## Task prompt:
Emit the entire listing verbatim.

## Supplied material:
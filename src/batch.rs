//! Borrowed views over batches of images and latent vectors.
//!
//! Both are thin wrappers around a contiguous `&[f32]` so that searches can
//! hand sub-batches to the oracle without copying pixels.

use crate::error::{Result, SearchError};

/// `len()` images of `ny × nx` pixels stored back to back, row-major.
#[derive(Debug, Clone, Copy)]
pub struct ImageBatch<'a> {
    ny: usize,
    nx: usize,
    data: &'a [f32],
}

impl<'a> ImageBatch<'a> {
    /// Wrap `data` as a batch of `ny × nx` images.
    ///
    /// Fails when a dimension is zero or the buffer is not a whole number of images.
    pub fn new(data: &'a [f32], ny: usize, nx: usize) -> Result<Self> {
        if ny == 0 || nx == 0 || data.len() % (ny * nx) != 0 {
            return Err(SearchError::InvalidImageShape {
                len: data.len(),
                ny,
                nx,
            });
        }
        Ok(Self { ny, nx, data })
    }

    pub fn ny(&self) -> usize {
        self.ny
    }

    pub fn nx(&self) -> usize {
        self.nx
    }

    /// Pixels per image.
    pub fn pixels(&self) -> usize {
        self.ny * self.nx
    }

    /// Number of images.
    pub fn len(&self) -> usize {
        self.data.len() / self.pixels()
    }

    pub fn is_empty(&self) -> bool {
        self.data.is_empty()
    }

    /// Pixels of image `i`. Panics when out of range.
    pub fn image(&self, i: usize) -> &'a [f32] {
        let n = self.pixels();
        &self.data[i * n..(i + 1) * n]
    }

    /// Images `start .. start + count`, without copying.
    pub fn slice(&self, start: usize, count: usize) -> ImageBatch<'a> {
        let n = self.pixels();
        ImageBatch {
            ny: self.ny,
            nx: self.nx,
            data: &self.data[start * n..(start + count) * n],
        }
    }
}

/// `len()` latent vectors of dimension `dim`, stored back to back.
#[derive(Debug, Clone, Copy)]
pub struct LatentBatch<'a> {
    dim: usize,
    data: &'a [f32],
}

impl<'a> LatentBatch<'a> {
    /// Wrap `data` as a batch of `dim`-dimensional latent vectors.
    pub fn new(data: &'a [f32], dim: usize) -> Result<Self> {
        if dim == 0 || data.len() % dim != 0 {
            return Err(SearchError::InvalidLatentShape {
                len: data.len(),
                dim,
            });
        }
        Ok(Self { dim, data })
    }

    pub fn dim(&self) -> usize {
        self.dim
    }

    pub fn len(&self) -> usize {
        self.data.len() / self.dim
    }

    pub fn is_empty(&self) -> bool {
        self.data.is_empty()
    }

    /// Latent vector of image `i`. Panics when out of range.
    pub fn latent(&self, i: usize) -> &'a [f32] {
        &self.data[i * self.dim..(i + 1) * self.dim]
    }

    /// Latents `start .. start + count`, without copying.
    pub fn slice(&self, start: usize, count: usize) -> LatentBatch<'a> {
        LatentBatch {
            dim: self.dim,
            data: &self.data[start * self.dim..(start + count) * self.dim],
        }
    }
}

#[cfg(test)]
mod tests {
    use super::*;

    #[test]
    fn image_batch_views() {
        let data: Vec<f32> = (0..24).map(|v| v as f32).collect();
        let batch = ImageBatch::new(&data, 2, 3).unwrap();
        assert_eq!(batch.len(), 4);
        assert_eq!(batch.pixels(), 6);
        assert_eq!(batch.image(1), &data[6..12]);

        let tail = batch.slice(2, 2);
        assert_eq!(tail.len(), 2);
        assert_eq!(tail.image(0), batch.image(2));
        assert!(!batch.is_empty());
        assert!(batch.slice(4, 0).is_empty());
    }

    #[test]
    fn image_batch_rejects_ragged_buffers() {
        let data = vec![0.0f32; 7];
        assert!(matches!(
            ImageBatch::new(&data, 2, 3),
            Err(SearchError::InvalidImageShape { len: 7, ny: 2, nx: 3 })
        ));
        assert!(ImageBatch::new(&data, 0, 3).is_err());
    }

    #[test]
    fn latent_batch_views() {
        let data = [1.0f32, 2.0, 3.0, 4.0, 5.0, 6.0];
        let z = LatentBatch::new(&data, 2).unwrap();
        assert_eq!(z.len(), 3);
        assert_eq!(z.latent(2), &[5.0, 6.0]);
        assert_eq!(z.slice(1, 1).latent(0), &[3.0, 4.0]);
        assert!(LatentBatch::new(&data, 4).is_err());
        assert!(LatentBatch::new(&data, 0).is_err());
    }
}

## Task output:
filename src/batch.rs
//! Borrowed views over batches of images and latent vectors.
//!
//! Both are thin wrappers around a contiguous `&[f32]` so that searches can
//! hand sub-batches to the oracle without copying pixels.

use crate::error::{Result, SearchError};

/// `len()` images of `ny × nx` pixels stored back to back, row-major.
#[derive(Debug, Clone, Copy)]
pub struct ImageBatch<'a> {
    ny: usize,
    nx: usize,
    data: &'a [f32],
}

impl<'a> ImageBatch<'a> {
    /// Wrap `data` as a batch of `ny × nx` images.
    ///
    /// Fails when a dimension is zero or the buffer is not a whole number of images.
    pub fn new(data: &'a [f32], ny: usize, nx: usize) -> Result<Self> {
        if ny == 0 || nx == 0 || data.len() % (ny * nx) != 0 {
            return Err(SearchError::InvalidImageShape {
                len: data.len(),
                ny,
                nx,
            });
        }
        Ok(Self { ny, nx, data })
    }

    pub fn ny(&self) -> usize {
        self.ny
    }

    pub fn nx(&self) -> usize {
        self.nx
    }

    /// Pixels per image.
    pub fn pixels(&self) -> usize {
        self.ny * self.nx
    }

    /// Number of images.
    pub fn len(&self) -> usize {
        self.data.len() / self.pixels()
    }

    pub fn is_empty(&self) -> bool {
        self.data.is_empty()
    }

    /// Pixels of image `i`. Panics when out of range.
    pub fn image(&self, i: usize) -> &'a [f32] {
        let n = self.pixels();
        &self.data[i * n..(i + 1) * n]
    }

    /// Images `start .. start + count`, without copying.
    pub fn slice(&self, start: usize, count: usize) -> ImageBatch<'a> {
        let n = self.pixels();
        ImageBatch {
            ny: self.ny,
            nx: self.nx,
            data: &self.data[start * n..(start + count) * n],
        }
    }
}

/// `len()` latent vectors of dimension `dim`, stored back to back.
#[derive(Debug, Clone, Copy)]
pub struct LatentBatch<'a> {
    dim: usize,
    data: &'a [f32],
}

impl<'a> LatentBatch<'a> {
    /// Wrap `data` as a batch of `dim`-dimensional latent vectors.
    pub fn new(data: &'a [f32], dim: usize) -> Result<Self> {
        if dim == 0 || data.len() % dim != 0 {
            return Err(SearchError::InvalidLatentShape {
                len: data.len(),
                dim,
            });
        }
        Ok(Self { dim, data })
    }

    pub fn dim(&self) -> usize {
        self.dim
    }

    pub fn len(&self) -> usize {
        self.data.len() / self.dim
    }

    pub fn is_empty(&self) -> bool {
        self.data.is_empty()
    }

    /// Latent vector of image `i`. Panics when out of range.
    pub fn latent(&self, i: usize) -> &'a [f32] {
        &self.data[i * self.dim..(i + 1) * self.dim]
    }

    /// Latents `start .. start + count`, without copying.
    pub fn slice(&self, start: usize, count: usize) -> LatentBatch<'a> {
        LatentBatch {
            dim: self.dim,
            data: &self.data[start * self.dim..(start + count) * self.dim],
        }
    }
}

#[cfg(test)]
mod tests {
    use super::*;

    #[test]
    fn image_batch_views() {
        let data: Vec<f32> = (0..24).map(|v| v as f32).collect();
        let batch = ImageBatch::new(&data, 2, 3).unwrap();
        assert_eq!(batch.len(), 4);
        assert_eq!(batch.pixels(), 6);
        assert_eq!(batch.image(1), &data[6..12]);

        let tail = batch.slice(2, 2);
        assert_eq!(tail.len(), 2);
        assert_eq!(tail.image(0), batch.image(2));
        assert!(!batch.is_empty());
        assert!(batch.slice(4, 0).is_empty());
    }

    #[test]
    fn image_batch_rejects_ragged_buffers() {
        let data = vec![0.0f32; 7];
        assert!(matches!(
            ImageBatch::new(&data, 2, 3),
            Err(SearchError::InvalidImageShape { len: 7, ny: 2, nx: 3 })
        ));
        assert!(ImageBatch::new(&data, 0, 3).is_err());
    }

    #[test]
    fn latent_batch_views() {
        let data = [1.0f32, 2.0, 3.0, 4.0, 5.0, 6.0];
        let z = LatentBatch::new(&data, 2).unwrap();
        assert_eq!(z.len(), 3);
        assert_eq!(z.latent(2), &[5.0, 6.0]);
        assert_eq!(z.slice(1, 1).latent(0), &[3.0, 4.0]);
        assert!(LatentBatch::new(&data, 4).is_err());
        assert!(LatentBatch::new(&data, 0).is_err());
    }
}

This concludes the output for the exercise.